◆ **Work to be completed**: Beginning with the line where "the configured policy." appears, retype every remaining line of the data below, both the first and last included.

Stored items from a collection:
# # # # # # #

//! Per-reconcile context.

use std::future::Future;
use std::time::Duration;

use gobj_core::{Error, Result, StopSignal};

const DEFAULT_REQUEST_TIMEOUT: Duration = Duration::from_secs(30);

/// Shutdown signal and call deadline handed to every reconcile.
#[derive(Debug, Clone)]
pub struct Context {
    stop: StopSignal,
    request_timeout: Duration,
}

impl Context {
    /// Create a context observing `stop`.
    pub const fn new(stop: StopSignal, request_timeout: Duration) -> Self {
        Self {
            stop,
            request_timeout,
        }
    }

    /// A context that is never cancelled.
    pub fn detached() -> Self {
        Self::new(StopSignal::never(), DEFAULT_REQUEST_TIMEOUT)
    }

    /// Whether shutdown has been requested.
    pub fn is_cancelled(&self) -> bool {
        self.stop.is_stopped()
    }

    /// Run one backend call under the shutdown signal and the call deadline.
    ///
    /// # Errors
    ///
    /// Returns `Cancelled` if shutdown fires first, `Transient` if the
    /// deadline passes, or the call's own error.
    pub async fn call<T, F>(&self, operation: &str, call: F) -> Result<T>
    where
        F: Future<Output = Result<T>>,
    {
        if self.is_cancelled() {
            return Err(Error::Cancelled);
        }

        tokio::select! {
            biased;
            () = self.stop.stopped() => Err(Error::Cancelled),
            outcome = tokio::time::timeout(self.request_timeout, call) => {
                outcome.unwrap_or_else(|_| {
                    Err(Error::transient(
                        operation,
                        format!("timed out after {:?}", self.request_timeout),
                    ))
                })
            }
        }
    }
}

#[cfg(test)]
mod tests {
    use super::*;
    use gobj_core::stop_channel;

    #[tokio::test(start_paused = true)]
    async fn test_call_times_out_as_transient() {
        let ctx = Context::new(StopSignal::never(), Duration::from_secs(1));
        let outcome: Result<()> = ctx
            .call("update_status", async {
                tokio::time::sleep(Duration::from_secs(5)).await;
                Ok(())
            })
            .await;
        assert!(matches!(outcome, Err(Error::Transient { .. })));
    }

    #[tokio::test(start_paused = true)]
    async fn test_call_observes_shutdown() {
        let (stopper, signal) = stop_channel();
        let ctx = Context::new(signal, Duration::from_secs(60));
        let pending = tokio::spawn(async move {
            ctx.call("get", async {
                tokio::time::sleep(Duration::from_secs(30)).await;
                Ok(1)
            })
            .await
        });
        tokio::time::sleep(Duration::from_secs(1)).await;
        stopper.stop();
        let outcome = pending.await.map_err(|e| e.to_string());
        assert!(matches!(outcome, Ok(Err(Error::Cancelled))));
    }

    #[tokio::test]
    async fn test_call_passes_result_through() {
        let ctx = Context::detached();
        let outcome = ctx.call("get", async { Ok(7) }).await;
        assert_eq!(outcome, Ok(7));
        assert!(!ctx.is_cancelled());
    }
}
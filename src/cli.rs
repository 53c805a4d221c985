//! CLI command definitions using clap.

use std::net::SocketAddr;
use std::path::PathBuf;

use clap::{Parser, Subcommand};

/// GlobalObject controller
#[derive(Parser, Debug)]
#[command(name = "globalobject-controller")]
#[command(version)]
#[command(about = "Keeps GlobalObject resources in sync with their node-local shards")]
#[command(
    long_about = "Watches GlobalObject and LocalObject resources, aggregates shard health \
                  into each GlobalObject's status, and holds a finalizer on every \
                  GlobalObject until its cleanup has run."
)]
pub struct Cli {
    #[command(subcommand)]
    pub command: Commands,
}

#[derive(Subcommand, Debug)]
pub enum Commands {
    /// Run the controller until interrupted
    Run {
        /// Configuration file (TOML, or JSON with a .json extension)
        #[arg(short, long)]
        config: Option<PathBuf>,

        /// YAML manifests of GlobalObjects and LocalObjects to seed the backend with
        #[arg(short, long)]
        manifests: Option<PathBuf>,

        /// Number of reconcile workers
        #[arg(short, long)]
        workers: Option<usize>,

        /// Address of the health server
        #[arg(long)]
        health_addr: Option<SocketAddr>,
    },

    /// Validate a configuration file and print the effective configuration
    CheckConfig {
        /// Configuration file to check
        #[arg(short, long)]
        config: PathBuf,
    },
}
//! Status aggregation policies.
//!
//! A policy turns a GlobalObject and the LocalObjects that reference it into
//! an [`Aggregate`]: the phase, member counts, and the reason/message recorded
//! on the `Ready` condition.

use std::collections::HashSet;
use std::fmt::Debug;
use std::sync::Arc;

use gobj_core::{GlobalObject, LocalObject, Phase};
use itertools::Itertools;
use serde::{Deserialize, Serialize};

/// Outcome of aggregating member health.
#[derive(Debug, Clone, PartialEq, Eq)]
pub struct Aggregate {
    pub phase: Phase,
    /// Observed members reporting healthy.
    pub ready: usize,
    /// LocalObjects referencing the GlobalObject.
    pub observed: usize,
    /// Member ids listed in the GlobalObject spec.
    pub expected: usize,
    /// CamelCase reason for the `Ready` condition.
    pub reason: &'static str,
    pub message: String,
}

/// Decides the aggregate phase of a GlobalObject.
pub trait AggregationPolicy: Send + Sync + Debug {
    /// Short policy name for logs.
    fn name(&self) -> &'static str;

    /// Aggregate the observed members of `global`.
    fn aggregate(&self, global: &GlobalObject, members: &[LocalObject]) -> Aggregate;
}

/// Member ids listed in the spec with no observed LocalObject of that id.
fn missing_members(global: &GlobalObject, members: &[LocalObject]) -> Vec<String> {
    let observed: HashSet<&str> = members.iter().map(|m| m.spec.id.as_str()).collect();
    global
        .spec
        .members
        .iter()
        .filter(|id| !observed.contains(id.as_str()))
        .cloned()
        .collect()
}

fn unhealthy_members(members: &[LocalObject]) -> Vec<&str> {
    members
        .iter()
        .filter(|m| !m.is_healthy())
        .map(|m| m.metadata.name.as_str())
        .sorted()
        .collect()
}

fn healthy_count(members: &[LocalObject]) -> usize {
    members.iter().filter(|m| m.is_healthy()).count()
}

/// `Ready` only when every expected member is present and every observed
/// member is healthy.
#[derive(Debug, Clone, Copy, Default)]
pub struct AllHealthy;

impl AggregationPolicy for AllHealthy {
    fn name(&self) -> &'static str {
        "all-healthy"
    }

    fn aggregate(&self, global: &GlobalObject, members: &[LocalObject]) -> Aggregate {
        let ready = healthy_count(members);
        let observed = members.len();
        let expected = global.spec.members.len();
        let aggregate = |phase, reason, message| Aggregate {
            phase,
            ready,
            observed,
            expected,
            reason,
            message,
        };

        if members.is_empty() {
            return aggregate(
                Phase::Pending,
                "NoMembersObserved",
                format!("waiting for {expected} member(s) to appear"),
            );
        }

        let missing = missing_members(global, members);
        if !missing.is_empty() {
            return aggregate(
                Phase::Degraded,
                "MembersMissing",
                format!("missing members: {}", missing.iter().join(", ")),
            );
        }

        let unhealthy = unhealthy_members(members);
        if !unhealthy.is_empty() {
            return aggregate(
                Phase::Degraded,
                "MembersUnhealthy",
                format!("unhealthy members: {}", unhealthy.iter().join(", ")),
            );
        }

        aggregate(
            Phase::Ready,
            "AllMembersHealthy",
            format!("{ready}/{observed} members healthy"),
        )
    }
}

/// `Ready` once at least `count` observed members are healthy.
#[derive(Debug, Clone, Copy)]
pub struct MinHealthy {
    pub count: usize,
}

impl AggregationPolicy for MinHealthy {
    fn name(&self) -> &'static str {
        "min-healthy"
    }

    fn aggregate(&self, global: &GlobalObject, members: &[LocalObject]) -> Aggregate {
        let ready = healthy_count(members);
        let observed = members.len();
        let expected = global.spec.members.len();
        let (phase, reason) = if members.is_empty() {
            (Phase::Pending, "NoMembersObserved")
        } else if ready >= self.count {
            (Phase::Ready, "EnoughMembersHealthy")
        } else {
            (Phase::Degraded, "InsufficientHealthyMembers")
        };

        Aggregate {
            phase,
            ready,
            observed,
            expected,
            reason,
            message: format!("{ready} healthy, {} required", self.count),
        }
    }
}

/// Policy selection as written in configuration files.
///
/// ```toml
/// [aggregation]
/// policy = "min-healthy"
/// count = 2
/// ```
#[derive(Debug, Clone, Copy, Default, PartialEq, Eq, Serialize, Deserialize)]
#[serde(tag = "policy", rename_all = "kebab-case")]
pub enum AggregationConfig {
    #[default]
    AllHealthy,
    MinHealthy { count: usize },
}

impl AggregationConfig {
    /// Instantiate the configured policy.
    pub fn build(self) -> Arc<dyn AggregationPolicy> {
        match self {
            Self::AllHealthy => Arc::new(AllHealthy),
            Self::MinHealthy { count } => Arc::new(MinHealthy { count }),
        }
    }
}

# # # # # # #

◆ **Exercise output**:
    /// Instantiate the configured policy.
    pub fn build(self) -> Arc<dyn AggregationPolicy> {
        match self {
            Self::AllHealthy => Arc::new(AllHealthy),
            Self::MinHealthy { count } => Arc::new(MinHealthy { count }),
        }
    }
}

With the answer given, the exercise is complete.